Re: [PATCH V4 4/4] vDPA/ifcvf: implement shared IRQ feature

From: Zhu, Lingshan <hidden>
Date: 2022-02-15 02:17:08


On 2/14/2022 10:25 PM, Michael S. Tsirkin wrote:

On Mon, Feb 14, 2022 at 03:19:25PM +0800, Jason Wang wrote:

quoted

在 2022/2/3 下午3:27, Zhu Lingshan 写道:

quoted

On some platforms/devices, there may not be enough MSI vector
slots allocated for virtqueues and config changes. In such a case,
the interrupt sources(virtqueues, config changes) must share
an IRQ/vector, to avoid initialization failures, keep
the device functional.

This commit handles three cases:
(1) number of the allocated vectors == the number of virtqueues + 1
(config changes), every virtqueue and the config interrupt has
a separated vector/IRQ, the best and the most likely case.
(2) number of the allocated vectors is less than the best case, but
greater than 1. In this case, all virtqueues share a vector/IRQ,
the config interrupt has a separated vector/IRQ
(3) only one vector is allocated, in this case, the virtqueues and
the config interrupt share a vector/IRQ. The worst and most
unlikely case.

Otherwise, it needs to fail.

This commit introduces some helper functions:
ifcvf_set_vq_vector() and ifcvf_set_config_vector() sets virtqueue
vector and config vector in the device config space, so that
the device can send interrupt DMA.

This commit adds some fields in struct ifcvf_hw and re-placed
the existed fields to be aligned with the cacheline.
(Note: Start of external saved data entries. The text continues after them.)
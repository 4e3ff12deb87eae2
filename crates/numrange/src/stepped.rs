// Copyright (c) 2025 Felix Kahle.
//
// Permission is hereby granted, free of charge, to any person obtaining
// a copy of this software and associated documentation files (the
// "Software"), to deal in the Software without restriction, including
// without limitation the rights to use, copy, modify, merge, publish,
// distribute, sublicense, and/or sell copies of the Software, and to
// permit persons to whom the Software is furnished to do so, subject to
// the following conditions:
//
// The above copyright notice and this permission notice shall be
// included in all copies or substantial portions of the Software.
//
// THE SOFTWARE IS PROVIDED "AS IS", WITHOUT WARRANTY OF ANY KIND,
// EXPRESS OR IMPLIED, INCLUDING BUT NOT LIMITED TO THE WARRANTIES OF
// MERCHANTABILITY, FITNESS FOR A PARTICULAR PURPOSE AND
// NONINFRINGEMENT. IN NO EVENT SHALL THE AUTHORS OR COPYRIGHT HOLDERS BE
// LIABLE FOR ANY CLAIM, DAMAGES OR OTHER LIABILITY, WHETHER IN AN ACTION
// OF CONTRACT, TORT OR OTHERWISE, ARISING FROM, OUT OF OR IN CONNECTION
// WITH THE SOFTWARE OR THE USE OR OTHER DEALINGS IN THE SOFTWARE.

//! # Stepped Ranges
//!
//! `SteppedRange<T>` is the half-open progression `start, start + step,
//! start + 2 * step, ...` that stops at the first value reaching or passing
//! `stop`. The step is converted to `T` with `as`-cast semantics and added on
//! every advance; its sign alone decides which way the cursor moves.
//!
//! The end test is always the directional inequality fixed at construction
//! (`current >= stop` ascending, `current <= stop` descending), so a step that
//! overshoots `stop` still terminates. A step whose sign disagrees with the
//! direction, or a zero step on a non-empty range, never terminates.
//! `SteppedRange::new` accepts such input as is; `SteppedRange::try_new`
//! rejects it.

use crate::{
    cursor::{Cursor, RangeIter},
    error::RangeError,
};
use num_traits::AsPrimitive;
use numrange_core::{
    direction::Direction,
    num::element::{StepType, SteppedElement},
};

/// A half-open range `[start, stop)` advancing by an explicit step.
///
/// # Examples
///
/// ```rust
/// # use numrange::stepped::SteppedRange;
///
/// let r = SteppedRange::new(0, 10, 3);
/// assert_eq!(r.iter().collect::<Vec<_>>(), vec![0, 3, 6, 9]);
///
/// // An unsigned range walking down by a wrapped negative step.
/// let r = SteppedRange::new(8u32, 0, -2);
/// assert_eq!(r.iter().collect::<Vec<_>>(), vec![8, 6, 4, 2]);
/// ```
#[derive(Clone, Copy, PartialEq)]
pub struct SteppedRange<T>
where
    T: SteppedElement,
{
    start: T,
    stop: T,
    step: T,
    direction: Direction,
}

/// The cursor of a `SteppedRange`.
#[derive(Debug, Clone, Copy, PartialEq)]
pub struct SteppedCursor<T>
where
    T: SteppedElement,
{
    current: T,
    step: T,
    direction: Direction,
}

impl<T> SteppedCursor<T>
where
    T: SteppedElement,
{
    #[inline(always)]
    fn new(current: T, step: T, direction: Direction) -> Self {
        Self {
            current,
            step,
            direction,
        }
    }

    /// Returns the step added on every advance.
    #[inline(always)]
    pub const fn step(&self) -> T {
        self.step
    }

    /// Returns the direction the cursor was created with.
    #[inline(always)]
    pub const fn direction(&self) -> Direction {
        self.direction
    }
}

impl<T> Cursor for SteppedCursor<T>
where
    T: SteppedElement,
{
    type Item = T;

    #[inline(always)]
    fn current(&self) -> &T {
        &self.current
    }

    #[inline(always)]
    fn advance(&mut self) {
        self.current = self.current.add_step(self.step);
    }

    #[inline(always)]
    fn is_at_end(&self, sentinel: &Self) -> bool {
        self.direction.has_reached(&self.current, &sentinel.current)
    }
}

impl<T> SteppedRange<T>
where
    T: SteppedElement,
{
    /// Creates the range `[start, stop)` advancing by `step`.
    ///
    /// No validation takes place. See the module documentation for the
    /// inputs that never terminate.
    ///
    /// # Examples
    ///
    /// ```rust
    /// # use numrange::stepped::SteppedRange;
    /// # use numrange_core::direction::Direction;
    ///
    /// let r = SteppedRange::new(0i32, 10, 2.7f64);
    /// assert_eq!(r.step(), 2);
    /// assert_eq!(r.direction(), Direction::Ascending);
    /// assert_eq!(r.iter().collect::<Vec<_>>(), vec![0, 2, 4, 6, 8]);
    /// ```
    #[inline]
    pub fn new<U>(start: T, stop: T, step: U) -> Self
    where
        U: StepType + AsPrimitive<T>,
    {
        Self {
            start,
            stop,
            step: step.as_(),
            direction: Direction::from_bounds(&start, &stop),
        }
    }

    /// Creates the range `[start, stop)` advancing by `step`, rejecting
    /// inputs whose progression would never terminate.
    ///
    /// # Errors
    ///
    /// - `RangeError::NonFiniteBound` if a bound or the converted step is NaN
    ///   or infinite.
    /// - `RangeError::ZeroStep` if the range is non-empty and one step from
    ///   `start` leaves the value unchanged.
    /// - `RangeError::StepAgainstDirection` if one step from `start` moves
    ///   away from `stop`. This includes an integer step that overflows.
    /// - `RangeError::StopUnreachable` if the first step moves toward `stop`
    ///   but a later one wraps around the integer type, or a float step falls
    ///   below the precision of the values between the bounds.
    ///
    /// # Examples
    ///
    /// ```rust
    /// # use numrange::{error::RangeError, stepped::SteppedRange};
    /// # use numrange_core::direction::Direction;
    ///
    /// assert!(SteppedRange::try_new(0, 10, 3).is_ok());
    /// assert!(SteppedRange::try_new(8u32, 0, -2).is_ok());
    /// assert_eq!(SteppedRange::try_new(0, 10, 0), Err(RangeError::ZeroStep));
    /// assert_eq!(
    ///     SteppedRange::try_new(0, 10, -1),
    ///     Err(RangeError::StepAgainstDirection { direction: Direction::Ascending })
    /// );
    /// ```
    pub fn try_new<U>(start: T, stop: T, step: U) -> Result<Self, RangeError>
    where
        U: StepType + AsPrimitive<T>,
    {
        let range = Self::new(start, stop, step);
        range.validate()?;
        Ok(range)
    }

    fn validate(&self) -> Result<(), RangeError> {
        if !(self.start.is_finite() && self.stop.is_finite() && self.step.is_finite()) {
            tracing::debug!(
                start = %self.start,
                stop = %self.stop,
                step = %self.step,
                "rejected range with non-finite bound or step"
            );
            return Err(RangeError::NonFiniteBound);
        }

        if self.start == self.stop {
            return Ok(());
        }

        let next = self.start.add_step(self.step);
        if next == self.start {
            tracing::debug!(
                start = %self.start,
                stop = %self.stop,
                step = %self.step,
                "rejected range whose step does not move"
            );
            return Err(RangeError::ZeroStep);
        }

        if !self.direction.moves_toward(&self.start, &next) {
            tracing::debug!(
                start = %self.start,
                stop = %self.stop,
                step = %self.step,
                direction = %self.direction,
                "rejected range whose step moves away from stop"
            );
            return Err(RangeError::StepAgainstDirection {
                direction: self.direction,
            });
        }

        if !self.start.reaches(self.stop, self.step, self.direction) {
            tracing::debug!(
                start = %self.start,
                stop = %self.stop,
                step = %self.step,
                "rejected range whose step cannot reach stop"
            );
            return Err(RangeError::StopUnreachable);
        }

        Ok(())
    }

    /// Returns the inclusive start bound.
    #[inline]
    pub const fn start(&self) -> T {
        self.start
    }

    /// Returns the exclusive stop bound.
    #[inline]
    pub const fn stop(&self) -> T {
        self.stop
    }

    /// Returns the step, already converted to the element type.
    #[inline]
    pub const fn step(&self) -> T {
        self.step
    }

    /// Returns the direction fixed at construction.
    #[inline]
    pub const fn direction(&self) -> Direction {
        self.direction
    }

    /// Returns a cursor positioned at `start`.
    #[inline]
    pub fn begin(&self) -> SteppedCursor<T> {
        SteppedCursor::new(self.start, self.step, self.direction)
    }

    /// Returns the sentinel cursor positioned at `stop`.
    ///
    /// The sentinel is only meant for `Cursor::is_at_end`; it is never read
    /// or advanced during iteration.
    #[inline]
    pub fn end(&self) -> SteppedCursor<T> {
        SteppedCursor::new(self.stop, self.step, self.direction)
    }

    /// Returns an iterator over the values of the range.
    ///
    /// Every call starts a fresh pass from `start`.
    #[inline]
    pub fn iter(&self) -> RangeIter<SteppedCursor<T>> {
        RangeIter::new(self.begin(), self.end())
    }
}

impl<T> std::fmt::Debug for SteppedRange<T>
where
    T: SteppedElement,
{
    fn fmt(&self, f: &mut std::fmt::Formatter<'_>) -> std::fmt::Result {
        f.debug_struct("SteppedRange")
            .field("start", &self.start)
            .field("stop", &self.stop)
            .field("step", &self.step)
            .field("direction", &self.direction)
            .finish()
    }
}

impl<T> std::fmt::Display for SteppedRange<T>
where
    T: SteppedElement,
{
    fn fmt(&self, f: &mut std::fmt::Formatter<'_>) -> std::fmt::Result {
        write!(f, "range({}, {}, {})", self.start, self.stop, self.step)
    }
}

impl<T> IntoIterator for SteppedRange<T>
where
    T: SteppedElement,
{
    type Item = T;
    type IntoIter = RangeIter<SteppedCursor<T>>;

    fn into_iter(self) -> Self::IntoIter {
        self.iter()
    }
}

impl<T> IntoIterator for &SteppedRange<T>
where
    T: SteppedElement,
{
    type Item = T;
    type IntoIter = RangeIter<SteppedCursor<T>>;

    fn into_iter(self) -> Self::IntoIter {
        self.iter()
    }
}
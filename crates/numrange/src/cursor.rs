// Copyright (c) 2025 Felix Kahle.
//
// Permission is hereby granted, free of charge, to any person obtaining
// a copy of this software and associated documentation files (the
// "Software"), to deal in the Software without restriction, including
// without limitation the rights to use, copy, modify, merge, publish,
// distribute, sublicense, and/or sell copies of the Software, and to
// permit persons to whom the Software is furnished to do so, subject to
// the following conditions:
//
// The above copyright notice and this permission notice shall be
// included in all copies or substantial portions of the Software.
//
// THE SOFTWARE IS PROVIDED "AS IS", WITHOUT WARRANTY OF ANY KIND,
// EXPRESS OR IMPLIED, INCLUDING BUT NOT LIMITED TO THE WARRANTIES OF
// MERCHANTABILITY, FITNESS FOR A PARTICULAR PURPOSE AND
// NONINFRINGEMENT. IN NO EVENT SHALL THE AUTHORS OR COPYRIGHT HOLDERS BE
// LIABLE FOR ANY CLAIM, DAMAGES OR OTHER LIABILITY, WHETHER IN AN ACTION
// OF CONTRACT, TORT OR OTHERWISE, ARISING FROM, OUT OF OR IN CONNECTION
// WITH THE SOFTWARE OR THE USE OR OTHER DEALINGS IN THE SOFTWARE.

//! # Cursors
//!
//! A range hands out two cursors: one positioned at `start` and a sentinel
//! positioned at `stop`. The first is read and advanced; the sentinel is only
//! ever the right-hand side of the termination test. `RangeIter` drives such a
//! pair and is what a `for` loop over a range actually consumes.
//!
//! ```rust
//! use numrange::cursor::Cursor;
//!
//! let r = numrange::range_between(3, 6);
//! let (mut cur, end) = (r.begin(), r.end());
//! let mut seen = Vec::new();
//! while cur.is_not_at_end(&end) {
//!     seen.push(*cur.current());
//!     cur.advance();
//! }
//! assert_eq!(seen, vec![3, 4, 5]);
//! ```

use numrange_core::num::element::RangeElement;
use std::iter::FusedIterator;

/// Single-pass iteration state over a numeric progression.
///
/// A cursor owns its value and keeps no reference to the range it came from,
/// so any number of cursors from one range can be advanced independently.
pub trait Cursor {
    /// The element type produced by the cursor.
    type Item: RangeElement;

    /// Returns the current value.
    ///
    /// Only meaningful while the cursor has not reached its sentinel.
    fn current(&self) -> &Self::Item;

    /// Moves the cursor to the next value in place.
    fn advance(&mut self);

    /// Returns `true` if the cursor has reached the end marked by `sentinel`.
    fn is_at_end(&self, sentinel: &Self) -> bool;

    /// Negation of `is_at_end`.
    #[inline(always)]
    fn is_not_at_end(&self, sentinel: &Self) -> bool {
        !self.is_at_end(sentinel)
    }
}

/// An iterator driving a cursor until it meets its sentinel.
///
/// Once the termination test fires the cursor is never advanced again, which
/// makes the iterator fused.
///
/// # Examples
///
/// ```rust
/// # use numrange::cursor::RangeIter;
///
/// let r = numrange::range(4u8);
/// let it = RangeIter::new(r.begin(), r.end());
/// assert_eq!(it.collect::<Vec<_>>(), vec![0, 1, 2, 3]);
/// ```
#[derive(Debug, Clone)]
pub struct RangeIter<C> {
    cursor: C,
    sentinel: C,
}

impl<C> RangeIter<C>
where
    C: Cursor,
{
    /// Creates an iterator from a begin cursor and its sentinel.
    #[inline]
    pub fn new(cursor: C, sentinel: C) -> Self {
        Self { cursor, sentinel }
    }

    /// Returns the cursor at the position of the next value.
    #[inline]
    pub fn cursor(&self) -> &C {
        &self.cursor
    }

    /// Returns the sentinel cursor.
    #[inline]
    pub fn sentinel(&self) -> &C {
        &self.sentinel
    }

    /// Returns `true` if the iterator will not yield any further values.
    #[inline]
    pub fn is_finished(&self) -> bool {
        self.cursor.is_at_end(&self.sentinel)
    }
}

impl<C> Iterator for RangeIter<C>
where
    C: Cursor,
{
    type Item = C::Item;

    #[inline]
    fn next(&mut self) -> Option<Self::Item> {
        if self.cursor.is_at_end(&self.sentinel) {
            return None;
        }
        let value = *self.cursor.current();
        self.cursor.advance();
        Some(value)
    }
}

impl<C> FusedIterator for RangeIter<C> where C: Cursor {}
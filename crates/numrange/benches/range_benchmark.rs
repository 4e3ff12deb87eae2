// Copyright (c) 2025 Felix Kahle.
//
// Permission is hereby granted, free of charge, to any person obtaining
// a copy of this software and associated documentation files (the
// "Software"), to deal in the Software without restriction, including
// without limitation the rights to use, copy, modify, merge, publish,
// distribute, sublicense, and/or sell copies of the Software, and to
// permit persons to whom the Software is furnished to do so, subject to
// the following conditions:
//
// The above copyright notice and this permission notice shall be
// included in all copies or substantial portions of the Software.
//
// THE SOFTWARE IS PROVIDED "AS IS", WITHOUT WARRANTY OF ANY KIND,
// EXPRESS OR IMPLIED, INCLUDING BUT NOT LIMITED TO THE WARRANTIES OF
// MERCHANTABILITY, FITNESS FOR A PARTICULAR PURPOSE AND
// NONINFRINGEMENT. IN NO EVENT SHALL THE AUTHORS OR COPYRIGHT HOLDERS BE
// LIABLE FOR ANY CLAIM, DAMAGES OR OTHER LIABILITY, WHETHER IN AN ACTION
// OF CONTRACT, TORT OR OTHERWISE, ARISING FROM, OUT OF OR IN CONNECTION
// WITH THE SOFTWARE OR THE USE OR OTHER DEALINGS IN THE SOFTWARE.

use criterion::{BenchmarkId, Criterion, Throughput, criterion_group, criterion_main};
use numrange::{range, range_between, range_step};
use std::hint::black_box;

const SIZES: [u64; 3] = [1_000, 100_000, 1_000_000];

fn bench_unit_step(c: &mut Criterion) {
    let mut group = c.benchmark_group("unit_step");

    for &n in SIZES.iter() {
        group.throughput(Throughput::Elements(n));

        group.bench_with_input(BenchmarkId::new("numrange", n), &n, |b, &n| {
            b.iter(|| {
                let mut acc = 0u64;
                for i in range(black_box(n)) {
                    acc = acc.wrapping_add(i);
                }
                black_box(acc)
            })
        });

        group.bench_with_input(BenchmarkId::new("std", n), &n, |b, &n| {
            b.iter(|| {
                let mut acc = 0u64;
                for i in 0..black_box(n) {
                    acc = acc.wrapping_add(i);
                }
                black_box(acc)
            })
        });

        group.bench_with_input(BenchmarkId::new("numrange_descending", n), &n, |b, &n| {
            b.iter(|| {
                let mut acc = 0u64;
                for i in range_between(black_box(n), 0) {
                    acc = acc.wrapping_add(i);
                }
                black_box(acc)
            })
        });
    }

    group.finish();
}

fn bench_stepped(c: &mut Criterion) {
    let mut group = c.benchmark_group("stepped");

    for &n in SIZES.iter() {
        group.throughput(Throughput::Elements(n / 3));

        group.bench_with_input(BenchmarkId::new("numrange", n), &n, |b, &n| {
            b.iter(|| {
                let mut acc = 0u64;
                for i in range_step(0, black_box(n), 3) {
                    acc = acc.wrapping_add(i);
                }
                black_box(acc)
            })
        });

        group.bench_with_input(BenchmarkId::new("std_step_by", n), &n, |b, &n| {
            b.iter(|| {
                let mut acc = 0u64;
                for i in (0..black_box(n)).step_by(3) {
                    acc = acc.wrapping_add(i);
                }
                black_box(acc)
            })
        });
    }

    group.finish();
}

fn bench_float(c: &mut Criterion) {
    let mut group = c.benchmark_group("float");

    for &n in SIZES.iter() {
        let stop = n as f64;
        group.throughput(Throughput::Elements(n));

        group.bench_with_input(BenchmarkId::new("unit", n), &stop, |b, &stop| {
            b.iter(|| {
                let mut acc = 0.0f64;
                for x in range(black_box(stop)) {
                    acc += x;
                }
                black_box(acc)
            })
        });

        group.bench_with_input(BenchmarkId::new("stepped", n), &stop, |b, &stop| {
            b.iter(|| {
                let mut acc = 0.0f64;
                for x in range_step(0.0, black_box(stop), 1.0) {
                    acc += x;
                }
                black_box(acc)
            })
        });
    }

    group.finish();
}

criterion_group!(benches, bench_unit_step, bench_stepped, bench_float);
criterion_main!(benches);
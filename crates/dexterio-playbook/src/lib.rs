//! dexterio-playbook
//!
//! Turns declarative playbook records into per-bar gate/score evaluations
//! (§4.4) and, from the best surviving match, a concrete `Setup` (§4.5).
//! Playbook doctrine itself lives entirely in `dexterio-config`'s catalog
//! data; this crate only implements the fixed gating order and scoring
//! formula that interpret it.

pub mod atr;
pub mod evaluator;
pub mod setup;

use chrono::{DateTime, Utc};
use dexterio_config::playbook::PlaybookCatalog;
use dexterio_schemas::{Bar, MarketState, PatternSet, PlaybookEvaluation, Setup, TradingMode};

pub use atr::atr as average_true_range;
pub use evaluator::evaluate_playbook;
pub use setup::{build_setup, select_best_match};

/// Runs every playbook in the catalog against one bar's state, then
/// synthesizes a `Setup` from the best match if any. `htf_candles` backs the
/// volatility-floor gate; `bar_close`/`open_position_same_direction` feed
/// the Setup Engine's entry anchor and duplicate suppression.
#[allow(clippy::too_many_arguments)]
pub fn evaluate_bar(
    catalog: &PlaybookCatalog,
    market: &MarketState,
    patterns: &PatternSet,
    htf_candles: &[Bar],
    atr_period: usize,
    mode: TradingMode,
    symbol: &str,
    ts: DateTime<Utc>,
    bar_close: f64,
    tick_size: f64,
    has_open_position_by_direction: impl Fn(dexterio_schemas::Direction) -> bool,
) -> (Vec<PlaybookEvaluation>, Option<Setup>) {
    let evaluations: Vec<PlaybookEvaluation> = catalog
        .playbooks
        .iter()
        .map(|pb| {
            evaluator::evaluate_playbook(
                pb, catalog, market, patterns, htf_candles, atr_period, mode, symbol, ts,
            )
        })
        .collect();

    let atr_value = atr::atr(htf_candles, atr_period);
    let setup = setup::select_best_match(&evaluations).and_then(|m| {
        setup::build_setup(
            m,
            market,
            patterns,
            bar_close,
            atr_value,
            tick_size,
            has_open_position_by_direction(m.direction),
        )
    });

    (evaluations, setup)
}
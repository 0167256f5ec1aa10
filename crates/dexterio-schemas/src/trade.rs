use chrono::{DateTime, Utc};
use serde::{Deserialize, Serialize};
use uuid::Uuid;

use crate::market::{Bias, DayType, Session};
use crate::pattern::Direction;
use crate::risk::RiskTier;
use crate::setup::TradeType;

#[derive(Debug, Clone, Copy, PartialEq, Eq, Serialize, Deserialize)]
pub enum PositionStatus {
    Working,
    Open,
    Closed,
}

#[derive(Debug, Clone, Copy, PartialEq, Eq, Serialize, Deserialize)]
pub enum ExitReason {
    Stop,
    Tp1,
    Tp2,
    TimeStop,
    SessionClose,
}

#[derive(Debug, Clone, Copy, PartialEq, Eq, Serialize, Deserialize)]
pub enum Outcome {
    Win,
    Loss,
    Breakeven,
}

impl Outcome {
    /// `outcome == win <=> pnl_net > 0`, `outcome == loss <=> pnl_net < 0`.
    pub fn from_net_pnl(pnl_net: f64) -> Outcome {
        if pnl_net > 0.0 {
            Outcome::Win
        } else if pnl_net < 0.0 {
            Outcome::Loss
        } else {
            Outcome::Breakeven
        }
    }
}

/// One fill leg (entry, partial-exit, or full exit) on a position.
#[derive(Debug, Clone, Serialize, Deserialize)]
pub struct Fill {
    pub ts: DateTime<Utc>,
    pub shares: i64,
    pub price: f64,
    pub commission: f64,
    pub reg_fees: f64,
    pub slippage: f64,
    pub spread_cost: f64,
}

/// An open (or working) position owned by the execution simulator.
#[derive(Debug, Clone, Serialize, Deserialize)]
pub struct Position {
    pub setup_id: Uuid,
    pub symbol: String,
    pub direction: Direction,
    pub trade_type: TradeType,
    pub playbook_name: String,
    pub shares: i64,
    pub shares_remaining: i64,
    pub entry_price: f64,
    pub stop: f64,
    pub tp1: f64,
    pub tp2: f64,
    pub state: PositionStatus,
    pub fills: Vec<Fill>,
    pub opened_ts: DateTime<Utc>,
    pub closed_ts: Option<DateTime<Utc>>,
    pub exit_reason: Option<ExitReason>,
    pub tp1_hit: bool,
    pub risk_tier: RiskTier,
    pub risk_dollars: f64,
}

impl Position {
    pub fn is_long(&self) -> bool {
        matches!(self.direction, Direction::Bullish)
    }
}

/// Fully cost-adjusted record of one closed trade.
///
/// Invariant: `pnl_net_dollars = pnl_gross_dollars - total_costs`; `outcome`
/// is determined from `pnl_net_dollars`.
#[derive(Debug, Clone, Serialize, Deserialize)]
pub struct TradeResult {
    pub setup_id: Uuid,
    pub symbol: String,
    pub direction: Direction,
    pub trade_type: TradeType,
    pub playbook_name: String,
    pub shares: i64,
    pub entry_price: f64,
    pub entry_ts: DateTime<Utc>,
    pub exit_price: f64,
    pub exit_ts: DateTime<Utc>,
    pub stop: f64,
    pub tp1: f64,
    pub tp2: f64,

    pub entry_commission: f64,
    pub entry_reg_fees: f64,
    pub entry_slippage: f64,
    pub entry_spread_cost: f64,
    pub exit_commission: f64,
    pub exit_reg_fees: f64,
    pub exit_slippage: f64,
    pub exit_spread_cost: f64,
    pub total_costs: f64,

    pub pnl_gross_dollars: f64,
    pub pnl_net_dollars: f64,
    pub pnl_gross_r: f64,
    pub pnl_net_r: f64,
    pub r_multiple: f64,
    pub pnl_r_account: f64,

    pub risk_tier: RiskTier,
    pub outcome: Outcome,
    pub exit_reason: ExitReason,

    pub session: Session,
    pub day_type: DayType,
    pub market_bias: Bias,
}

/// One point on the simulated equity curve.
#[derive(Debug, Clone, Copy, Serialize, Deserialize)]
pub struct EquityPoint {
    pub ts: DateTime<Utc>,
    pub equity_dollars: f64,
    pub cumulative_r: f64,
    pub drawdown_r: f64,
}

#[derive(Debug, Clone, Copy, PartialEq, Eq, Serialize, Deserialize)]
pub enum CommissionModel {
    IbkrFixed,
    IbkrTiered,
    None,
}

#[derive(Debug, Clone, Copy, PartialEq, Eq, Serialize, Deserialize)]
pub enum SlippageModel {
    Pct,
    Ticks,
    None,
}

#[derive(Debug, Clone, Copy, PartialEq, Eq, Serialize, Deserialize)]
pub enum SpreadModel {
    FixedBps,
    None,
}
//! The body of one worker: runs a single job to completion (or to
//! cancellation/timeout) and updates its record and `job.log` as it goes.

use std::collections::BTreeMap;
use std::fs::OpenOptions;
use std::io::Write;
use std::path::{Path, PathBuf};
use std::sync::atomic::{AtomicBool, Ordering};
use std::sync::{Arc, Mutex};
use std::time::{Duration, Instant};

use chrono::Utc;
use uuid::Uuid;

use dexterio_backtest::{BacktestEngine, StopReason};
use dexterio_config::{PlaybookCatalog, RunConfig};

use crate::job::{JobError, JobRecord, JobStatus};

pub struct WorkItem {
    pub job_id: Uuid,
    pub config: RunConfig,
    pub catalog: PlaybookCatalog,
    pub timeout: Duration,
}

fn job_log_path(job_dir: &Path) -> PathBuf {
    job_dir.join("job.log")
}

fn log_line(job_dir: &Path, line: &str) {
    if let Ok(mut file) = OpenOptions::new().create(true).append(true).open(job_log_path(job_dir)) {
        let _ = writeln!(file, "[{}] {}", Utc::now().to_rfc3339(), line);
    }
}

/// Mirrors the in-memory record to `job.json` (§6). Best-effort: a failed
/// write here doesn't abort the run, it just leaves the on-disk record
/// stale until the next transition.
pub fn persist_job_json(job_dir: &Path, record: &JobRecord) {
    if let Ok(file) = std::fs::File::create(job_dir.join("job.json")) {
        let _ = serde_json::to_writer_pretty(file, record);
    }
}

/// Runs one job end to end and leaves `records[job_id]` in its terminal
/// state. Never panics on a failed run — every failure path updates the
/// record to `failed` with a populated `error` instead (§7).
pub fn run_job(
    item: WorkItem,
    job_dir: PathBuf,
    records: Arc<Mutex<BTreeMap<Uuid, JobRecord>>>,
    cancel_flag: Arc<AtomicBool>,
) {
    let job_id = item.job_id;
    tracing::info!(%job_id, run_name = %item.config.run_name, "job started");
    log_line(&job_dir, "job started");

    if let Some(record) = records.lock().unwrap().get_mut(&job_id) {
        record.status = JobStatus::Running;
        persist_job_json(&job_dir, record);
    }

    let mut engine = match BacktestEngine::new(&item.config, &item.catalog) {
        Ok(engine) => engine,
        Err(e) => {
            tracing::warn!(%job_id, error = %e, "job rejected at config validation");
            log_line(&job_dir, &format!("config rejected: {e}"));
            if let Some(record) = records.lock().unwrap().get_mut(&job_id) {
                record.status = JobStatus::Failed;
                record.error = Some(JobError::from(&e));
                persist_job_json(&job_dir, record);
            }
            return;
        }
    };

    let deadline = Instant::now() + item.timeout;
    let mut poll = move || -> Option<StopReason> {
        if cancel_flag.load(Ordering::SeqCst) {
            return Some(StopReason::Cancelled);
        }
        if Instant::now() >= deadline {
            return Some(StopReason::TimedOut);
        }
        None
    };

    let result = engine.run(&mut poll);

    match result {
        Err(e) => {
            tracing::error!(%job_id, error = %e, "job run failed");
            log_line(&job_dir, &format!("run failed: {e}"));
            if let Some(record) = records.lock().unwrap().get_mut(&job_id) {
                record.status = JobStatus::Failed;
                record.error = Some(JobError::from(&e));
                persist_job_json(&job_dir, record);
            }
        }
        Ok(report) => {
            let stop_reason = report.stop_reason;
            let write_result = dexterio_artifacts::write_report(&job_dir, &report);

            let artifact_paths = write_result.ok().map(|paths| {
                let mut map = BTreeMap::new();
                map.insert("summary.json".to_string(), paths.summary_json);
                map.insert("trades.parquet".to_string(), paths.trades_parquet);
                map.insert("equity.parquet".to_string(), paths.equity_parquet);
                map.insert("debug_counts.json".to_string(), paths.debug_counts_json);
                map
            });

            let mut guard = records.lock().unwrap();
            if let Some(record) = guard.get_mut(&job_id) {
                record.artifact_paths = artifact_paths;
                record.metrics = Some(report.report.clone());
                match stop_reason {
                    None => {
                        record.status = JobStatus::Done;
                        record.progress = 1.0;
                        tracing::info!(%job_id, "job done");
                        log_line(&job_dir, "job done");
                    }
                    Some(StopReason::Cancelled) => {
                        record.status = JobStatus::Failed;
                        record.error = Some(JobError::cancelled());
                        log_line(&job_dir, "job cancelled");
                    }
                    Some(StopReason::TimedOut) => {
                        record.status = JobStatus::Failed;
                        record.error = Some(JobError::timeout());
                        log_line(&job_dir, "job timed out");
                    }
                }
                persist_job_json(&job_dir, record);
            }
        }
    }
}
Signed-off-by: Zhu Lingshan <redacted>
---
   drivers/vdpa/ifcvf/ifcvf_base.c |  47 ++++--
   drivers/vdpa/ifcvf/ifcvf_base.h |  23 ++-
   drivers/vdpa/ifcvf/ifcvf_main.c | 243 +++++++++++++++++++++++++++-----
   3 files changed, 256 insertions(+), 57 deletions(-)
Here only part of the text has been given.